M. [D] [W] a fait l'objet d'un arrêté préfectoral en date du 19 août 2024 portant obligation de quitter le territoire national sans délai avec interdiction de retour pour trois ans.
Il ne peut dès lors prétendre se maintenir sur le territoire français.
L'intéressé ne dispose d'aucun domicile, d'aucune source de revenus ni possibilité de financement pour assurer son retour dans son pays.
Il ne justifie pas plus de document d'identité en cours de validité, alors qu'il a donné plusieurs identités en cours de procédure.
Enfin, contrairement à ce qui est soutenu par l'intéressé, la notification des droits en matière de demande d'asile a été faite le 19 août 2024 à 00h05 par l'intermédiaire d'un interprète, l'intéressé ayant signé la notification.
Il s'en déduit que la prolongation de sa rétention administrative demeure justifiée et nécessaire aux fins qu'il puisse être procédé effectivement à son éloignement.
Il convient par voie de conséquence de confirmer l'ordonnance déférée en toutes ses dispositions.
PAR CES MOTIFS
Statuant publiquement, en matière civile et en dernier ressort,
Vu l'article 66 de la constitution du 4 octobre 1958,
Vu les articles L.741-1, L.742-1 à L.743-9 ; R.741-3 et R.743-1 à R.743-19, L.743.21 du Code de l'entrée et du séjour des étrangers et du droit d'asile,
Vu le décret n° 2024-799 du 2 juillet 2024 pris pour l'application du titre VII de la loi n° 2024-42 du 26 janvier 2024 pour contrôler l'immigration, améliorer l'intégration, relatif à la simplification des règles du contentieux ;
CONSTATANT qu'aucune salle d'audience attribuée au ministère de la justice spécialement aménagée à proximité immédiate du lieu de rétention n'est disponible pour l'audience de ce jour ;
DÉCLARONS recevable l'appel interjeté par M. [D] [W] se disant dans la procédure [D] [X];
CONFIRMONS l'ordonnance déférée en toutes ses dispositions ;
RAPPELONS que, conformément à l'article R.743-20 du Code de l'Entrée et du Séjour des Etrangers et du Droit d'Asile, les intéressés peuvent former un pourvoi en cassation par lettre recommandée avec accusé de réception dans les deux mois de la notification de la présente décision à la Cour de cassation [Adresse 1].

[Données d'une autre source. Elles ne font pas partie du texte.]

pub mod mount_block;
pub mod murder;
pub mod stat_mods;
pub mod transform;
pub mod virtue;

#[cfg(test)]
pub(crate) mod test_support {
    use std::collections::HashMap;

    use super::transform::{FormId, ResistanceMod};
    use crate::entity::{EntityId, EntityResolver, MobileHost};

    #[derive(Debug, Default)]
    pub(crate) struct TestMobile {
        pub base_body: u16,
        pub body_mod: Option<u16>,
        pub hue_mod: Option<u16>,
        pub dead: bool,
        pub mounted: bool,
        pub resistance_mods: Vec<ResistanceMod>,
        pub resistance_removals: u32,
        pub transform_ticks: u32,
    }

    #[derive(Debug, Default)]
    pub(crate) struct TestWorld {
        pub mobiles: HashMap<EntityId, TestMobile>,
    }

    impl TestWorld {
        pub fn spawn(&mut self, id: EntityId, body: u16) {
            self.mobiles.insert(
                id,
                TestMobile {
                    base_body: body,
                    ..TestMobile::default()
                },
            );
        }

        pub fn delete(&mut self, id: EntityId) {
            self.mobiles.remove(&id);
        }

        pub fn kill(&mut self, id: EntityId) {
            if let Some(mobile) = self.mobiles.get_mut(&id) {
                mobile.dead = true;
            }
        }

        pub fn mount(&mut self, id: EntityId) {
            if let Some(mobile) = self.mobiles.get_mut(&id) {
                mobile.mounted = true;
            }
        }

        pub fn is_mounted(&self, id: EntityId) -> bool {
            self.mobiles.get(&id).is_some_and(|mobile| mobile.mounted)
        }

        pub fn resistance_mods(&self, id: EntityId) -> Vec<ResistanceMod> {
            self.mobiles
                .get(&id)
                .map(|mobile| mobile.resistance_mods.clone())
                .unwrap_or_default()
        }

        pub fn resistance_removals(&self, id: EntityId) -> u32 {
            self.mobiles
                .get(&id)
                .map_or(0, |mobile| mobile.resistance_removals)
        }

        pub fn transform_ticks(&self, id: EntityId) -> u32 {
            self.mobiles.get(&id).map_or(0, |mobile| mobile.transform_ticks)
        }
    }

    impl EntityResolver for TestWorld {
        fn resolve(&self, id: EntityId) -> bool {
            self.mobiles.contains_key(&id)
        }
    }

    impl MobileHost for TestWorld {
        fn is_alive(&self, id: EntityId) -> bool {
            self.mobiles.get(&id).is_some_and(|mobile| !mobile.dead)
        }

        fn body(&self, id: EntityId) -> Option<u16> {
            self.mobiles
                .get(&id)
                .map(|mobile| mobile.body_mod.unwrap_or(mobile.base_body))
        }

        fn hue(&self, id: EntityId) -> Option<u16> {
            self.mobiles
                .get(&id)
                .map(|mobile| mobile.hue_mod.unwrap_or(0))
        }

        fn has_body_mod(&self, id: EntityId) -> bool {
            self.mobiles
                .get(&id)
                .is_some_and(|mobile| mobile.body_mod.is_some())
        }

        fn set_body_mod(&mut self, id: EntityId, body: Option<u16>) {
            if let Some(mobile) = self.mobiles.get_mut(&id) {
                mobile.body_mod = body;
            }
        }

        fn set_hue_mod(&mut self, id: EntityId, hue: Option<u16>) {
            if let Some(mobile) = self.mobiles.get_mut(&id) {
                mobile.hue_mod = hue;
            }
        }

        fn add_resistance_mod(&mut self, id: EntityId, modifier: ResistanceMod) {
            if let Some(mobile) = self.mobiles.get_mut(&id) {
                mobile.resistance_mods.push(modifier);
            }
        }

        fn remove_resistance_mods(&mut self, id: EntityId, tag: &str) -> usize {
            let Some(mobile) = self.mobiles.get_mut(&id) else {
                return 0;
            };
            let before = mobile.resistance_mods.len();
            mobile.resistance_mods.retain(|modifier| modifier.tag != tag);
            let removed = before - mobile.resistance_mods.len();
            if removed > 0 {
                mobile.resistance_removals += 1;
            }
            removed
        }

        fn dismount(&mut self, id: EntityId) -> bool {
            match self.mobiles.get_mut(&id) {
                Some(mobile) if mobile.mounted => {
                    mobile.mounted = false;
                    true
                }
                _ => false,
            }
        }

        fn on_transform_tick(&mut self, id: EntityId, _form: FormId) {
            if let Some(mobile) = self.mobiles.get_mut(&id) {
                mobile.transform_ticks += 1;
            }
        }
    }
}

Fait à la Cour d'Appel de NÎMES,
le 26 Août 2024 à
LE GREFFIER, LE PRESIDENT,
' Notification de la présente ordonnance a été donnée ce jour au Centre de rétention administrative de [Localité 2] à M. [D] [W] se disant dans la procédure [D] [X], par l'intermédiaire d'un interprète en langue arabe.
Le à H
Signature du retenu
Copie de cette ordonnance remise, ce jour, par courriel, à :
-M. [D] [W] se disant dans la procédure [D] [X], par le Directeur du CRA de [Localité 2],
- Me Charlene MOUSSAVOU, avocat
,
- M. Le Préfet DES ALPES MARITIMES
,
- M. Le Directeur du CRA de [Localité 2],
- Le Ministère Public près la Cour d'Appel de NIMES,
- Mme/M. Le Juge des libertés et de la détention.